Утром рано без будильника проснулся, листовки вынул, пошёл разбрасывать к трикотажной фабрике в сторону Рогачёва. Холодно, все спят. Смотрю — вросшая в землю хата. Сюда, думаю, подбрасывать не надо. Пошёл дальше, в центр, там стал кидать их в почтовые ящики. Это были вчетверо сложенные, тонкой бумаги листы со статьёй из газеты “Красная Звезда”, а на обратной стороне было отпечатано слово “Пропуск” и место для фамилий, но пустое. Бросал я их в пятницу. В воскресенье вышел на базар продать мамины кой-какие шмотки на еду, а потом уйти к своим. Но не тут-то было! Никто не покупает. Стою, жду. Вдруг в конце базара машина подъезжает, крытая, как хлебный фургон, только чёрная, а вверху рупоры чёрные, спереди и сзади. Как врубили музыку! Думаю: что за причина? Тут война — и вдруг — праздник? Громко объявляют:
— Послушайте русские частушки, исполняют Марфушка и Петрушка.
Запели женщина и мужчина. Одну помню:
Что телега без колёс!
Оттого-то белорусы
Ненавидели колхоз!
— Граждане города Бобруйска. К вам обращается унтер-офицер русской освободительной армии. К нам попал ряд провокационных листовок.
На мне волосы дыбом поднялись: это же про мои листовки говорят!
Продолжают:
— Кому известно, кто их распространял, — просьба сообщить: улица Семёновская, дом 36, гестапо. В награду — хромовые сапоги!
Мои сапоги кирзовые — не поверите! — ватными стали — так струхнул! Прихожу:
— Папа, я срочно ухожу к партизанам. В городе начнутся чистки.
Он:
— Сынок, сам не ходи, город оцеплен.
— А откуда ты знаешь? Ты что, связан с партизанами?
— Не я, а тётка Ксения. Я её приведу.
Тётка Ксения — это нашего сапожника Белявского в деревне Королёво жена. Она меня и провела через оцепление. Я иду по одной стороне улицы, она — по другой. Сам иду, а сам трушу: думаю, сейчас к немцам отведёт, отдаст за сапоги. Вывела за оцепление, предупреждает:
— Смотри, Ваня, осторожней будь. Сейчас в немецкую форму переодеваются партизаны, когда на задание идут, а полицаи наряжаются, как партизаны. Прощай!
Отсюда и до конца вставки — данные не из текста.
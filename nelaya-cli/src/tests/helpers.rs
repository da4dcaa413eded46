//! Test helpers for laying out requests, snapshots and model artefacts.

use camino::{Utf8Path, Utf8PathBuf};
use chrono::{DateTime, NaiveDate, TimeZone, Utc};
use serde_json::{Value, json};
use tempfile::TempDir;

pub(super) fn write_utf8(path: &Utf8Path, contents: &[u8]) {
    if let Some(parent) = path.parent() {
        std::fs::create_dir_all(parent).expect("create parent directories");
    }
    std::fs::write(path, contents).expect("write file");
}

pub(super) fn workspace() -> (TempDir, Utf8PathBuf) {
    let tmp = TempDir::new().expect("tempdir");
    let root = Utf8PathBuf::from_path_buf(tmp.path().to_path_buf()).expect("utf-8 workspace");
    (tmp, root)
}

pub(super) fn day(d: u32) -> NaiveDate {
    NaiveDate::from_ymd_opt(2025, 3, d).expect("valid date")
}

pub(super) fn noon(d: u32) -> DateTime<Utc> {
    Utc.with_ymd_and_hms(2025, 3, d, 12, 0, 0)
        .single()
        .expect("valid time")
}

/// Request for 1 March 2025 from an origin off Banda Aceh.
pub(super) fn request_json() -> Value {
    json!({
        "date": "2025-03-01",
        "mode": "optimal",
        "origin": {"id": "lampulo", "name": "Lampulo", "lat": 5.5, "lon": 95.2},
        "boat": {"speed_kmh": 20.0, "burn_lph": 10.0, "fuel_price": 10000.0},
        "constraints": {"max_radius_km": 50.0, "fgi_min": 0.5, "top_n": 3}
    })
}

fn point(lat: f64, score: f64) -> Value {
    json!({
        "type": "Feature",
        "geometry": {"type": "Point", "coordinates": [95.2, lat]},
        "properties": {"score": score}
    })
}

/// Store a snapshot for `date` with three spots north of the origin.
pub(super) fn write_day_snapshot(snapshot_dir: &Utf8Path, date: NaiveDate) {
    let collection = json!({
        "type": "FeatureCollection",
        "features": [point(5.6, 0.9), point(5.7, 0.6), point(5.55, 0.2)]
    });
    nelaya_data::write_snapshot(snapshot_dir, date, &collection).expect("write snapshot");
}

/// Model whose output rises with water temperature above 28 degrees.
pub(super) fn model_json() -> Value {
    json!({
        "scaler": {"mean": [28.0, 33.0, 0.2], "scale": [1.0, 1.0, 0.1]},
        "hidden": {"weights": [[2.0, 0.0, 0.0], [-2.0, 0.0, 0.0]], "bias": [0.0, 0.0]},
        "output": {"weights": [1.5, -1.5], "bias": 0.0}
    })
}

pub(super) fn write_model(path: &Utf8Path) {
    write_utf8(path, model_json().to_string().as_bytes());
}

pub(super) fn cells_json() -> Value {
    json!([
        {"lat": 5.6, "lon": 95.1, "sst_c": 29.5, "sal_psu": 33.0, "chl_mg_m3": 0.2},
        {"lat": 5.7, "lon": 95.3, "sst_c": 26.0, "sal_psu": 33.0, "chl_mg_m3": 0.2}
    ])
}
//! Capability-scoped UTF-8 filesystem helpers shared by the Nelaya crates.
//!
//! Every helper anchors a `cap-std` directory handle at the leading
//! non-descending part of the path (root, drive prefix, or `.`/`..` steps)
//! and performs the operation relative to it.
#![forbid(unsafe_code)]

use camino::{Utf8Component, Utf8Path, Utf8PathBuf};
use cap_std::{ambient_authority, fs_utf8};
use std::io;
use std::sync::atomic::{AtomicU64, Ordering};

static STAGING_SEQ: AtomicU64 = AtomicU64::new(0);

/// Read a UTF-8 text file.
pub fn read_to_string(path: &Utf8Path) -> io::Result<String> {
    let (dir, name) = open_parent(path)?;
    dir.read_to_string(name)
}

/// Report whether `path` names an existing regular file.
///
/// A missing file or missing parent directory yields `Ok(false)`.
pub fn is_regular_file(path: &Utf8Path) -> io::Result<bool> {
    let metadata = open_parent(path).and_then(|(dir, name)| dir.metadata(name));
    match metadata {
        Ok(meta) => Ok(meta.is_file()),
        Err(err) if err.kind() == io::ErrorKind::NotFound => Ok(false),
        Err(err) => Err(err),
    }
}

/// Create every missing directory above `path`.
pub fn create_parent_dirs(path: &Utf8Path) -> io::Result<()> {
    let Some(parent) = path.parent().filter(|p| !p.as_str().is_empty()) else {
        return Ok(());
    };
    let (base, relative) = anchor(parent)?;
    if relative.as_str().is_empty() {
        return Ok(());
    }
    base.create_dir_all(&relative)
}

/// Write `contents` to `path`, creating parent directories.
///
/// The bytes go to a sibling temporary file that is then renamed over the
/// target, so concurrent readers see either the old or the new file.
/// Each call stages under its own name, so concurrent writers to the same
/// target never share a temporary file.
pub fn write_replacing(path: &Utf8Path, contents: &[u8]) -> io::Result<()> {
    create_parent_dirs(path)?;
    let (dir, name) = open_parent(path)?;
    let staging = staging_name(&name);
    dir.write(&staging, contents)?;
    if let Err(err) = dir.rename(&staging, &dir, &name) {
        // Best effort; the rename error is the one worth reporting.
        let _ = dir.remove_file(&staging);
        return Err(err);
    }
    Ok(())
}

/// Sibling temporary name unique to this process and call.
fn staging_name(name: &str) -> String {
    let seq = STAGING_SEQ.fetch_add(1, Ordering::Relaxed);
    format!(".{name}.{}.{seq}.partial", std::process::id())
}

/// Open the directory containing `path` and return it with the file name.
pub fn open_parent(path: &Utf8Path) -> io::Result<(fs_utf8::Dir, String)> {
    let name = path
        .file_name()
        .ok_or_else(|| io::Error::other(format!("{path} has no file name")))?
        .to_owned();
    let parent = path
        .parent()
        .filter(|p| !p.as_str().is_empty())
        .unwrap_or_else(|| Utf8Path::new("."));
    let (base, relative) = anchor(parent)?;
    let dir = if relative.as_str().is_empty() {
        base
    } else {
        base.open_dir(&relative)?
    };
    Ok((dir, name))
}

/// Split `path` into an ambient directory handle and the path below it.
pub fn anchor(path: &Utf8Path) -> io::Result<(fs_utf8::Dir, Utf8PathBuf)> {
    let (base, relative) = split_anchor(path);
    let dir = fs_utf8::Dir::open_ambient_dir(&base, ambient_authority())?;
    Ok((dir, relative))
}

/// Split `path` into the anchor to open with ambient authority and the
/// remainder.
///
/// Leading root, prefix, `.` and `..` components form the anchor since
/// `cap-std` refuses to climb out of an opened directory.
pub fn split_anchor(path: &Utf8Path) -> (Utf8PathBuf, Utf8PathBuf) {
    let mut base = Utf8PathBuf::new();
    let mut relative = Utf8PathBuf::new();
    for component in path.components() {
        let anchoring = matches!(
            component,
            Utf8Component::Prefix(_)
                | Utf8Component::RootDir
                | Utf8Component::CurDir
                | Utf8Component::ParentDir
        );
        if anchoring && relative.as_str().is_empty() {
            base.push(component);
        } else {
            relative.push(component);
        }
    }
    if base.as_str().is_empty() {
        base.push(".");
    }
    (base, relative)
}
И я, как пень, пошёл дальше один, будто побираюсь. Прошёл сколько-то километров — деревня. Захожу в первый дом, стучу:
— Дайте ради Христа!
— Сынок, откуда ты?
— Из-под Москвы.
Потому что Юхнов для белорусов — всё одно что Москва.
— Как ты сюда дошёл?
Стали жалеть. Мужчина пожилой говорит:
— Тая, принеси просо.
Она выносит килограммов пять-шесть. А у меня наволочка. Тётка Ксения научила в неё собирать. Три дома прошёл — много чего набрал.
Метров семьсот от деревни прошёл — догоняют сани с лошадью. Поравнялись:
— Молодой человек, стой! Куда идёшь?
Что сказать? Что иду в лес побираться? А Бобруйск, где живу по документам, — в другую сторону.
Говорит:
— Раз молчишь — садись к кучеру.
Я саночки стал привязывать сзади воза, а там, вижу, один человек с наганом, один — с ОПШ, вроде наши. А вдруг это переодетые полицаи? Что говорить? И так и этак нескладно!
Едем. Подвозят к избе:
— Молодой человек, отвязывайте саночки.
Отвязал.
— Пройдём в хату.
Зашли. Хата большая.
— Проходите сюда. Вы откуда?
— Я из Бобруйска, шёл побираться, голоден.
— Артур, пойди сюда.
Подходит какой-то огромный кавказец.
— Артур, возьми его, раз правду не говорит, расстреляй.
Отвёл меня метров за шестьдесят — семьдесят. Гляжу — яма какая-то в огороде.
— Полезай в яму, — командует мне.
Снегу в ней полно — сижу, ровно медведь в нетопленой берлоге! Заплакал, жду, когда меня застрелит. Слышу — ушёл. Глядь вверх — только звёзды сквозь радугу слёз. Замёрз. Приходит опять:
— Вылазь из ямы.
Схватил за воротник и выволок наружу. Вернулись в хату, где допрашивали.
— Отведи его к тётке Саше, пусть покормит.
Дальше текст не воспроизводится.